### Task statement
The listing below contains a span that opens with the line containing "use serde_json::json;" and closes with the line containing "assert_eq!(form, ContactForm::default());". Return that span exactly.
-----
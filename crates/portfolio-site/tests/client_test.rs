use mockito::Matcher;
use portfolio_site::{BlogPreview, ContactForm, SiteClient, SiteError};
use portfolio_types::{ListPostsOptions, NewContactMessage, PostOrder};
use serde_json::json;

fn filled_form() -> ContactForm {
    ContactForm {
        name: "Jane Doe".to_string(),
        email: "jane@example.com".to_string(),
        subject: "Hello".to_string(),
        message: "Interested in working together.".to_string(),
        privacy: true,
    }
}

fn stored_message(id: i64, read: bool) -> serde_json::Value {
    json!({
        "id": id,
        "name": "Jane Doe",
        "email": "jane@example.com",
        "subject": "Hello",
        "message": "Interested in working together.",
        "read": read,
        "createdAt": "2024-01-15T10:30:00Z"
    })
}

#[tokio::test]
async fn test_successful_submit_clears_form() {
    let mut server = mockito::Server::new_async().await;
    let mock = server
        .mock("POST", "/api/contact")
        .match_body(Matcher::Json(json!({
            "name": "Jane Doe",
            "email": "jane@example.com",
            "subject": "Hello",
            "message": "Interested in working together."
        })))
        .with_status(201)
        .with_header("content-type", "application/json")
        .with_body(stored_message(1, false).to_string())
        .create_async()
        .await;

    let client = SiteClient::new(server.url()).unwrap();
    let mut form = filled_form();

    let message = client.submit_contact(&mut form).await.unwrap();
    assert_eq!(message.id, 1);
    assert!(!message.read);
    assert_eq!(form, ContactForm::default());

    mock.assert_async().await;
}

#[tokio::test]
async fn test_server_validation_keeps_form() {
    let mut server = mockito::Server::new_async().await;
    let mock = server
        .mock("POST", "/api/contact")
        .with_status(400)
        .with_header("content-type", "application/json")
        .with_body(
            json!({
                "error": "Validation failed",
                "fields": [{"field": "email", "message": "must be a valid email address"}]
            })
            .to_string(),
        )
        .create_async()
        .await;

    let client = SiteClient::new(server.url()).unwrap();
    let mut form = filled_form();

    match client.submit_contact(&mut form).await {
        Err(SiteError::Validation(failure)) => assert!(failure.mentions("email")),
        other => panic!("expected validation error, got {other:?}"),
    }
    assert_eq!(form, filled_form());

    mock.assert_async().await;
}

#[tokio::test]
async fn test_server_outage_is_retryable() {
    let mut server = mockito::Server::new_async().await;
    let mock = server
        .mock("POST", "/api/contact")
        .with_status(503)
        .with_header("content-type", "application/json")
        .with_body(json!({"error": "Service unavailable"}).to_string())
        .create_async()
        .await;

    let client = SiteClient::new(server.url()).unwrap();
    let mut form = filled_form();

    let err = client.submit_contact(&mut form).await.unwrap_err();
    assert!(err.is_retryable());
    assert_eq!(form, filled_form());

    mock.assert_async().await;
}

#[tokio::test]
async fn test_unreachable_server_is_retryable() {
    // Nothing listens on port 9 locally
    let client = SiteClient::new("http://127.0.0.1:9").unwrap();
    let mut form = filled_form();

    let err = client.submit_contact(&mut form).await.unwrap_err();
    assert!(matches!(err, SiteError::Transient(_)));
    assert_eq!(form, filled_form());
}

#[tokio::test]
async fn test_missing_consent_sends_nothing() {
    let mut server = mockito::Server::new_async().await;
    let mock = server
        .mock("POST", "/api/contact")
        .expect(0)
        .create_async()
        .await;

    let client = SiteClient::new(server.url()).unwrap();
    let mut form = filled_form();
    form.privacy = false;

    let err = client.submit_contact(&mut form).await.unwrap_err();
    assert!(matches!(err, SiteError::ConsentRequired));
    assert!(!err.is_retryable());
    assert_eq!(form.name, "Jane Doe");

    mock.assert_async().await;
}

#[tokio::test]
async fn test_local_validation_sends_nothing() {
    let mut server = mockito::Server::new_async().await;
    let mock = server
        .mock("POST", "/api/contact")
        .expect(0)
        .create_async()
        .await;

    let client = SiteClient::new(server.url()).unwrap();
    let mut form = filled_form();
    form.email = "not-an-email".to_string();

    match client.submit_contact(&mut form).await {
        Err(SiteError::Validation(failure)) => assert!(failure.mentions("email")),
        other => panic!("expected validation error, got {other:?}"),
    }

    mock.assert_async().await;
}

#[tokio::test]
async fn test_list_blog_posts() {
    let mut server = mockito::Server::new_async().await;
    let mock = server
        .mock("GET", "/api/blog-posts")
        .match_query(Matcher::AllOf(vec![
            Matcher::UrlEncoded("order".into(), "oldest".into()),
            Matcher::UrlEncoded("published".into(), "true".into()),
        ]))
        .with_status(200)
        .with_header("content-type", "application/json")
        .with_body(
            json!([{
                "id": 7,
                "title": "Shipping Rust services",
                "slug": "shipping-rust-services",
                "excerpt": "Notes from production",
                "content": "Body",
                "category": "Rust",
                "tags": ["Rust", "Ops"],
                "imageUrl": null,
                "published": true,
                "readTime": 4,
                "createdAt": "2024-02-01T08:00:00Z",
                "updatedAt": "2024-02-01T08:00:00Z"
            }])
            .to_string(),
        )
        .create_async()
        .await;

    let client = SiteClient::new(server.url()).unwrap();
    let options = ListPostsOptions::new().order(PostOrder::Oldest).published(true);
    let posts = client.list_blog_posts(&options).await.unwrap();

    assert_eq!(posts.len(), 1);
    assert_eq!(posts[0].slug, "shipping-rust-services");
    assert_eq!(posts[0].tags, vec!["Rust", "Ops"]);

    let preview = BlogPreview::from_listing(posts);
    assert!(!preview.is_fallback);

    mock.assert_async().await;
}

#[tokio::test]
async fn test_empty_blog_listing_shows_samples() {
    let mut server = mockito::Server::new_async().await;
    let _mock = server
        .mock("GET", "/api/blog-posts")
        .match_query(Matcher::Any)
        .with_status(200)
        .with_header("content-type", "application/json")
        .with_body("[]")
        .create_async()
        .await;

    let client = SiteClient::new(server.url()).unwrap();
    let posts = client.list_blog_posts(&ListPostsOptions::new()).await.unwrap();
    assert!(posts.is_empty());

    let preview = BlogPreview::from_listing(posts);
    assert!(preview.is_fallback);
    assert_eq!(preview.posts.len(), 3);
}

#[tokio::test]
async fn test_inbox_and_read_toggle() {
    let mut server = mockito::Server::new_async().await;
    let list = server
        .mock("GET", "/api/contact-messages")
        .match_query(Matcher::UrlEncoded("unread".into(), "true".into()))
        .with_status(200)
        .with_header("content-type", "application/json")
        .with_body(json!([stored_message(2, false)]).to_string())
        .create_async()
        .await;
    let toggle = server
        .mock("PATCH", "/api/contact-messages/2/read")
        .match_body(Matcher::Json(json!({"read": true})))
        .with_status(200)
        .with_header("content-type", "application/json")
        .with_body(stored_message(2, true).to_string())
        .create_async()
        .await;

    let client = SiteClient::new(server.url()).unwrap();

    let unread = client.list_contact_messages(true).await.unwrap();
    assert_eq!(unread.len(), 1);

    let updated = client.set_message_read(unread[0].id, true).await.unwrap();
    assert!(updated.read);

    list.assert_async().await;
    toggle.assert_async().await;
}

#[tokio::test]
async fn test_unknown_message_is_not_found() {
    let mut server = mockito::Server::new_async().await;
    let _mock = server
        .mock("PATCH", "/api/contact-messages/99/read")
        .with_status(404)
        .with_header("content-type", "application/json")
        .with_body(json!({"error": "Contact message not found: 99"}).to_string())
        .create_async()
        .await;

    let client = SiteClient::new(server.url()).unwrap();
    let err = client.set_message_read(99, true).await.unwrap_err();
    assert!(matches!(err, SiteError::NotFound(msg) if msg.contains("99")));
}

#[tokio::test]
async fn test_create_contact_message_without_form() {
    let mut server = mockito::Server::new_async().await;
    let mock = server
        .mock("POST", "/api/contact")
        .match_body(Matcher::Json(json!({
            "name": "Jane Doe",
            "email": "jane@example.com",
            "subject": "Hello",
            "message": "Interested in working together."
        })))
        .with_status(201)
        .with_header("content-type", "application/json")
        .with_body(stored_message(3, false).to_string())
        .expect(1)
        .create_async()
        .await;

    let client = SiteClient::new(server.url()).unwrap();

    let message = client
        .create_contact_message(NewContactMessage::new(
            "  Jane Doe ",
            "jane@example.com",
            "Hello",
            "Interested in working together.",
        ))
        .await
        .unwrap();
    assert_eq!(message.id, 3);

    // Rejected locally: the mock above must still see exactly one request
    let err = client
        .create_contact_message(NewContactMessage::new("Jane", "", "Hello", "Body"))
        .await
        .unwrap_err();
    match err {
        SiteError::Validation(failure) => assert!(failure.mentions("email")),
        other => panic!("expected validation error, got {other:?}"),
    }

    mock.assert_async().await;
}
-----
### Output below
use serde_json::json;

fn filled_form() -> ContactForm {
    ContactForm {
        name: "Jane Doe".to_string(),
        email: "jane@example.com".to_string(),
        subject: "Hello".to_string(),
        message: "Interested in working together.".to_string(),
        privacy: true,
    }
}

fn stored_message(id: i64, read: bool) -> serde_json::Value {
    json!({
        "id": id,
        "name": "Jane Doe",
        "email": "jane@example.com",
        "subject": "Hello",
        "message": "Interested in working together.",
        "read": read,
        "createdAt": "2024-01-15T10:30:00Z"
    })
}

#[tokio::test]
async fn test_successful_submit_clears_form() {
    let mut server = mockito::Server::new_async().await;
    let mock = server
        .mock("POST", "/api/contact")
        .match_body(Matcher::Json(json!({
            "name": "Jane Doe",
            "email": "jane@example.com",
            "subject": "Hello",
            "message": "Interested in working together."
        })))
        .with_status(201)
        .with_header("content-type", "application/json")
        .with_body(stored_message(1, false).to_string())
        .create_async()
        .await;

    let client = SiteClient::new(server.url()).unwrap();
    let mut form = filled_form();

    let message = client.submit_contact(&mut form).await.unwrap();
    assert_eq!(message.id, 1);
    assert!(!message.read);
    assert_eq!(form, ContactForm::default());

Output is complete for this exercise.